We see Mulligan at school and with a shy boy her age, who the movie mocks, like the Molina character, only to idealize in the end. On her way home, walking in the rain, Mulligan is picked up by David (Sarsgaard), a well-to-do bachelor with a sports car and an apparent knowledge – which he makes immediately obvious – of the "finer things." Mulligan sees the opportunity to quench her thirst for sophistication and takes it. David's intentions are perfectly clear from the outset and, though it is the early 60s, I can't imagine a girl like Jenny is so naïve that she completely misses them. She knows what he wants – but she knows what she wants, too, and how she can get it.

What follows is not so much an "education" as it is a length of time we spend waiting for the Mulligan character to stop deceiving herself. This type of self-destructive behaviour is certainly not uncommon of teenage girls, and although the movie is moralizing by the end, I've still never seen it so romanticized as it is here. The music, the dresses, the cigarettes, the dancing, the alcohol, and, certainly, the sex (Mulligan sells her body for a trip to Paris) are definitely the point, despite all the reversals and lessons that come out in the last act.

And what lessons they are! Mulligan has a couple awkwardly-written scenes with Emma Thompson as a conservative schoolmaster who's views on female chastity are supposed to be seen as outdated as her (quite random) anti-semitism. Mulligan's mistakes are turned into some victory for progressive feminists. Hey, I'm all for making the best of your misdeeds, but, that usually includes actually learning from them. Instead, the movie blames Molina's character for not being onto Sarsgaard's operator from the start.

But since we didn't believe the scene where Molina allows Sarsgaard to "chaperone" Mulligan's trip to Paris – it's played way too casually – his apology comes off as nothing more than a shallow transitional scene in a badly-plotted film. Another strange thing: Sarsgaard's friends and partners in crime (Dominic Cooper and Rosamund Pike) seem to dodge all the condemnation the film doles out at the end – why? Because they're a little more honest about themselves, I guess?

I think it's something else: they're Beautiful and Charming, like Mulligan – they belong to the same club. Sarsgaard is awkward and creepy looking – sorta like the boy Mulligan ditches in the first act. Molina is fat and ignorant, and Cara Seymour as his wife just comes off as cowardly and pathetic. Olivia Williams, as a frumpy schoolteacher, provides the moral centre of the film – but as a plot device, not a character.

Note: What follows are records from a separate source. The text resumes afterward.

#[cfg(test)]
mod tests {
    use std::sync::atomic::AtomicUsize;
    use std::time::{Duration, Instant};

    use async_trait::async_trait;
    use chainbridge_chains::ChainManager;
    use chainbridge_core::error::ConfigError;
    use chainbridge_core::types::{Endpoint, Protocol};
    use chainbridge_storage::InMemoryStore;
    use tokio::sync::mpsc;

    use super::*;

    #[derive(Default)]
    struct Counters {
        started: AtomicUsize,
        stopped: AtomicUsize,
    }

    struct FakeHandle {
        counters: Arc<Counters>,
    }

    #[async_trait]
    impl SubscriptionHandle for FakeHandle {
        async fn stop(&self) {
            self.counters.stopped.fetch_add(1, Ordering::SeqCst);
        }
    }

    /// Job reference selects the behaviour: "fail" errors, "slow" takes
    /// 200ms, anything else starts at once.
    struct FakeManager {
        counters: Arc<Counters>,
    }

    #[async_trait]
    impl ChainManager for FakeManager {
        fn name(&self) -> &str {
            "fake"
        }

        async fn start(
            &self,
            record: &SubscriptionRecord,
            _ctx: StartContext,
        ) -> Result<Arc<dyn SubscriptionHandle>, BridgeError> {
            match record.job_reference.as_str() {
                "fail" => return Err(ConfigError::Invalid("bad filter".into()).into()),
                "slow" => tokio::time::sleep(Duration::from_millis(200)).await,
                _ => {}
            }
            self.counters.started.fetch_add(1, Ordering::SeqCst);
            Ok(Arc::new(FakeHandle { counters: self.counters.clone() }))
        }
    }

    fn record(id: &str, job: &str) -> SubscriptionRecord {
        SubscriptionRecord {
            id: id.into(),
            job_reference: job.into(),
            endpoint: Endpoint {
                url: "ws://node".into(),
                protocol: Protocol::WebSocket,
                chain: "fake".into(),
                refresh_interval_secs: 0,
            },
            addresses: vec![],
            topics: vec![],
        }
    }

    fn supervisor() -> (Supervisor, Arc<Counters>, Arc<InMemoryStore>) {
        let counters = Arc::new(Counters::default());
        let mut registry = ChainRegistry::new();
        registry.register(Arc::new(FakeManager { counters: counters.clone() }));
        let store = Arc::new(InMemoryStore::new());
        let (sink, _rx) = mpsc::channel(8);
        (Supervisor::new(Arc::new(registry), store.clone(), sink), counters, store)
    }

    #[tokio::test]
    async fn duplicate_start_is_rejected() {
        let (sup, counters, _) = supervisor();
        sup.start(record("a", "job")).await.unwrap();
        let err = sup.start(record("a", "job")).await.unwrap_err();
        assert!(matches!(err, BridgeError::AlreadyActive { .. }));
        assert_eq!(counters.started.load(Ordering::SeqCst), 1);
        assert_eq!(sup.state("a").await, Some(SubscriptionState::Running));
    }

    #[tokio::test]
    async fn concurrent_starts_create_one_subscription() {
        let (sup, counters, _) = supervisor();
        let (a, b) = tokio::join!(sup.start(record("a", "slow")), sup.start(record("a", "slow")));
        assert!(a.is_ok() ^ b.is_ok());
        assert_eq!(counters.started.load(Ordering::SeqCst), 1);
    }

    #[tokio::test]
    async fn stop_is_idempotent() {
        let (sup, counters, _) = supervisor();
        sup.start(record("a", "job")).await.unwrap();
        sup.stop("a").await.unwrap();
        sup.stop("a").await.unwrap();
        assert_eq!(counters.stopped.load(Ordering::SeqCst), 1);
        assert_eq!(sup.state("a").await, Some(SubscriptionState::Stopped));

        assert!(matches!(sup.stop("missing").await, Err(BridgeError::NotFound { .. })));
    }

    #[tokio::test]
    async fn stopped_subscription_can_start_again() {
        let (sup, counters, _) = supervisor();
        sup.start(record("a", "job")).await.unwrap();
        sup.stop("a").await.unwrap();
        sup.start(record("a", "job")).await.unwrap();
        assert_eq!(counters.started.load(Ordering::SeqCst), 2);
        assert_eq!(sup.state("a").await, Some(SubscriptionState::Running));
    }

    #[tokio::test]
    async fn manager_error_marks_failed() {
        let (sup, _, _) = supervisor();
        let err = sup.start(record("a", "fail")).await.unwrap_err();
        assert!(err.is_configuration());

        let status = sup.snapshot().await.remove(0);
        assert_eq!(status.state, SubscriptionState::Failed);
        assert!(status.error.unwrap().contains("bad filter"));
        sup.stop("a").await.unwrap();
        assert_eq!(sup.state("a").await, Some(SubscriptionState::Failed));
    }

    #[tokio::test]
    async fn unknown_chain_is_a_failed_start() {
        let (sup, _, _) = supervisor();
        let mut rec = record("a", "job");
        rec.endpoint.chain = "dogecoin".into();
        let err = sup.start(rec).await.unwrap_err();
        assert!(matches!(err, BridgeError::Config(ConfigError::UnknownChain(_))));
    }

    #[tokio::test]
    async fn boot_fans_out_and_isolates_failures() {
        let (sup, counters, store) = supervisor();
        store.save(&record("bad", "fail")).await.unwrap();
        for i in 0..5 {
            store.save(&record(&format!("slow-{i}"), "slow")).await.unwrap();
        }

        let begun = Instant::now();
        let report = sup.start_all().await.unwrap();
        // Five 200ms starts in parallel, not in sequence.
        assert!(begun.elapsed() < Duration::from_millis(800));

        assert_eq!(report.started.len(), 5);
        assert_eq!(report.failed.len(), 1);
        assert_eq!(report.failed[0].0, "bad");
        assert_eq!(counters.started.load(Ordering::SeqCst), 5);
    }

    #[tokio::test]
    async fn stop_during_start_releases_handle() {
        let (sup, counters, _) = supervisor();
        let sup = Arc::new(sup);
        let starting = {
            let sup = sup.clone();
            tokio::spawn(async move { sup.start(record("a", "slow")).await })
        };
        tokio::time::sleep(Duration::from_millis(50)).await;
        sup.stop("a").await.unwrap();
        starting.await.unwrap().unwrap();

        assert_eq!(sup.state("a").await, Some(SubscriptionState::Stopped));
        assert_eq!(counters.stopped.load(Ordering::SeqCst), 1);
    }

    #[tokio::test]
    async fn register_persists_only_started_records() {
        let (sup, _, store) = supervisor();
        sup.register(record("good", "job")).await.unwrap();
        assert!(sup.register(record("bad", "fail")).await.is_err());

        let stored: Vec<String> = store.load_all().await.unwrap().into_iter().map(|r| r.id).collect();
        assert_eq!(stored, vec!["good".to_string()]);

        sup.unregister("good").await.unwrap();
        assert!(store.is_empty().await);
        assert_eq!(sup.state("good").await, None);
    }

    #[tokio::test]
    async fn boot_skips_records_stopped_while_pending() {
        let (sup, counters, store) = supervisor();
        store.save(&record("a", "job")).await.unwrap();
        store.save(&record("b", "job")).await.unwrap();

        let records = sup.mark_pending().await.unwrap();
        assert_eq!(sup.state("a").await, Some(SubscriptionState::Pending));
        sup.stop("a").await.unwrap();
        let report = sup.start_pending(records).await;

        assert_eq!(report.started, vec!["b".to_string()]);
        assert_eq!(report.skipped, vec!["a".to_string()]);
        assert!(report.failed.is_empty());
        assert_eq!(sup.state("a").await, Some(SubscriptionState::Stopped));
        assert_eq!(counters.started.load(Ordering::SeqCst), 1);
    }

    #[tokio::test]
    async fn register_of_an_active_id_leaves_the_store_alone() {
        let (sup, _, store) = supervisor();
        let sup = Arc::new(sup);
        let starting = {
            let sup = sup.clone();
            tokio::spawn(async move { sup.start(record("a", "slow")).await })
        };
        tokio::time::sleep(Duration::from_millis(50)).await;

        let err = sup.register(record("a", "job")).await.unwrap_err();
        assert!(matches!(err, BridgeError::AlreadyActive { .. }));
        assert!(store.is_empty().await);
        starting.await.unwrap().unwrap();
    }

    #[tokio::test]
    async fn register_saves_before_starting() {
        let (sup, _, store) = supervisor();
        let sup = Arc::new(sup);
        let registering = {
            let sup = sup.clone();
            tokio::spawn(async move { sup.register(record("a", "slow")).await })
        };
        tokio::time::sleep(Duration::from_millis(50)).await;
        assert_eq!(sup.state("a").await, Some(SubscriptionState::Starting));
        assert!(store.load("a").await.unwrap().is_some());

        registering.await.unwrap().unwrap();
        assert_eq!(sup.state("a").await, Some(SubscriptionState::Running));
    }

    #[tokio::test]
    async fn restart_uses_stored_record() {
        let (sup, counters, store) = supervisor();
        sup.register(record("a", "job")).await.unwrap();
        let mut changed = record("a", "job-2");
        changed.addresses.push("0xabc".into());
        store.save(&changed).await.unwrap();

        sup.restart("a").await.unwrap();
        assert_eq!(counters.started.load(Ordering::SeqCst), 2);
        assert_eq!(counters.stopped.load(Ordering::SeqCst), 1);
        assert_eq!(sup.snapshot().await[0].job_reference, "job-2");

        assert!(matches!(sup.restart("nope").await, Err(BridgeError::NotFound { .. })));
    }

    #[tokio::test]
    async fn shutdown_stops_everything() {
        let (sup, counters, _) = supervisor();
        for id in ["a", "b", "c"] {
            sup.start(record(id, "job")).await.unwrap();
        }
        sup.shutdown().await;
        assert_eq!(counters.stopped.load(Ordering::SeqCst), 3);
        assert!(sup
            .snapshot()
            .await
            .iter()
            .all(|s| s.state == SubscriptionState::Stopped));
    }
}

I know these weren't Scherfig or Hornby's intentions. Judging from the movie itself, I don't think they know what their intentions are. It's their principles I question.

Let me turn your attention to a shot in the second half: Mulligan, returning from Paris, plops a box of Chanel down on Williams' desk, as a gift. The shot is from behind Mulligan, eye-level with Williams, who tears up because she can't accept it. Now, honestly, watching the film, who would you rather be: the person who can hand out boxes of Chanel like turkeys on thanksgiving to her ugly friends, or the ugly duckling teacher who has to stifle tears because she's just too Morally Right to accept such a beautiful present?

But never mind. Do whatever you want to get whatever you want, and if you screw up, the people who care about you will bite the bullet. And you'll probably still get into Oxford, anyway. This movie made me feel icky.